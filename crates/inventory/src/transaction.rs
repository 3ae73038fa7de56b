use chrono::{DateTime, Utc};
use serde::{Deserialize, Serialize};

use inventaris_core::{Entity, Money, ProductId, TransactionId};

use crate::movement::MovementKind;

/// One row of the append-only stock movement log.
///
/// `old_stock`/`new_stock` capture the product's quantity immediately before
/// and after the movement; `quantity` is the amount the caller asked for
/// (for `adjustment` it is the absolute target).
#[derive(Debug, Clone, PartialEq, Eq, Serialize, Deserialize)]
pub struct StockTransaction {
    pub id: TransactionId,
    pub product_id: ProductId,
    pub kind: MovementKind,
    pub quantity: i64,
    pub old_stock: i64,
    pub new_stock: i64,
    pub unit_price: Option<Money>,
    pub reason: String,
    pub reference: Option<String>,
    pub notes: Option<String>,
    pub performed_by: Option<String>,
    pub created_at: DateTime<Utc>,
}

impl StockTransaction {
    /// Signed change in on-hand quantity.
    pub fn delta(&self) -> i64 {
        self.new_stock - self.old_stock
    }

    /// `quantity × unit_price`, or zero when the movement carries no price.
    pub fn value(&self) -> Money {
        self.unit_price
            .and_then(|p| p.checked_mul(self.quantity).ok())
            .unwrap_or(Money::ZERO)
    }
}

impl Entity for StockTransaction {
    type Id = TransactionId;

    fn id(&self) -> &Self::Id {
        &self.id
    }
}
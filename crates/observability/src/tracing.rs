//! Tracing/logging initialization.
//!
//! Filtering follows `RUST_LOG` and falls back to `info`. JSON is the default
//! output; `pretty` is meant for a developer terminal.

use core::fmt;
use core::str::FromStr;

use serde::{Deserialize, Serialize};
use thiserror::Error;
use tracing_subscriber::EnvFilter;

/// Log line format.
#[derive(Debug, Clone, Copy, PartialEq, Eq, Default, Serialize, Deserialize)]
#[serde(rename_all = "lowercase")]
pub enum LogFormat {
    #[default]
    Json,
    Pretty,
}

impl LogFormat {
    pub fn as_str(&self) -> &'static str {
        match self {
            LogFormat::Json => "json",
            LogFormat::Pretty => "pretty",
        }
    }
}

impl fmt::Display for LogFormat {
    fn fmt(&self, f: &mut fmt::Formatter<'_>) -> fmt::Result {
        f.write_str(self.as_str())
    }
}

#[derive(Debug, Error, Clone, PartialEq, Eq)]
#[error("unknown log format '{0}' (expected json or pretty)")]
pub struct ParseLogFormatError(pub String);

impl FromStr for LogFormat {
    type Err = ParseLogFormatError;

    fn from_str(s: &str) -> Result<Self, Self::Err> {
        match s.trim().to_ascii_lowercase().as_str() {
            "json" => Ok(LogFormat::Json),
            "pretty" | "text" => Ok(LogFormat::Pretty),
            other => Err(ParseLogFormatError(other.to_string())),
        }
    }
}

/// Initialize tracing/logging for the process.
///
/// Safe to call multiple times (subsequent calls are no-ops).
pub fn init(format: LogFormat) {
    let filter = EnvFilter::try_from_default_env().unwrap_or_else(|_| EnvFilter::new("info"));

    let builder = tracing_subscriber::fmt()
        .with_env_filter(filter)
        .with_timer(tracing_subscriber::fmt::time::SystemTime);

    let _ = match format {
        LogFormat::Json => builder.json().with_target(false).try_init(),
        LogFormat::Pretty => builder.pretty().try_init(),
    };
}

#[cfg(test)]
mod tests {
    use super::*;

    #[test]
    fn parses_known_formats_case_insensitively() {
        assert_eq!("JSON".parse::<LogFormat>().unwrap(), LogFormat::Json);
        assert_eq!(" pretty ".parse::<LogFormat>().unwrap(), LogFormat::Pretty);
        assert!("xml".parse::<LogFormat>().is_err());
    }

    #[test]
    fn serializes_lowercase() {
        assert_eq!(serde_json::to_string(&LogFormat::Pretty).unwrap(), "\"pretty\"");
    }

    #[test]
    fn init_twice_is_a_noop() {
        init(LogFormat::Json);
        init(LogFormat::Pretty);
    }
}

═══

TASK DESCRIPTION: Count each line of the entries that holds the word "logging", then state the total and nothing more.

EXERCISE RESPONSE: 2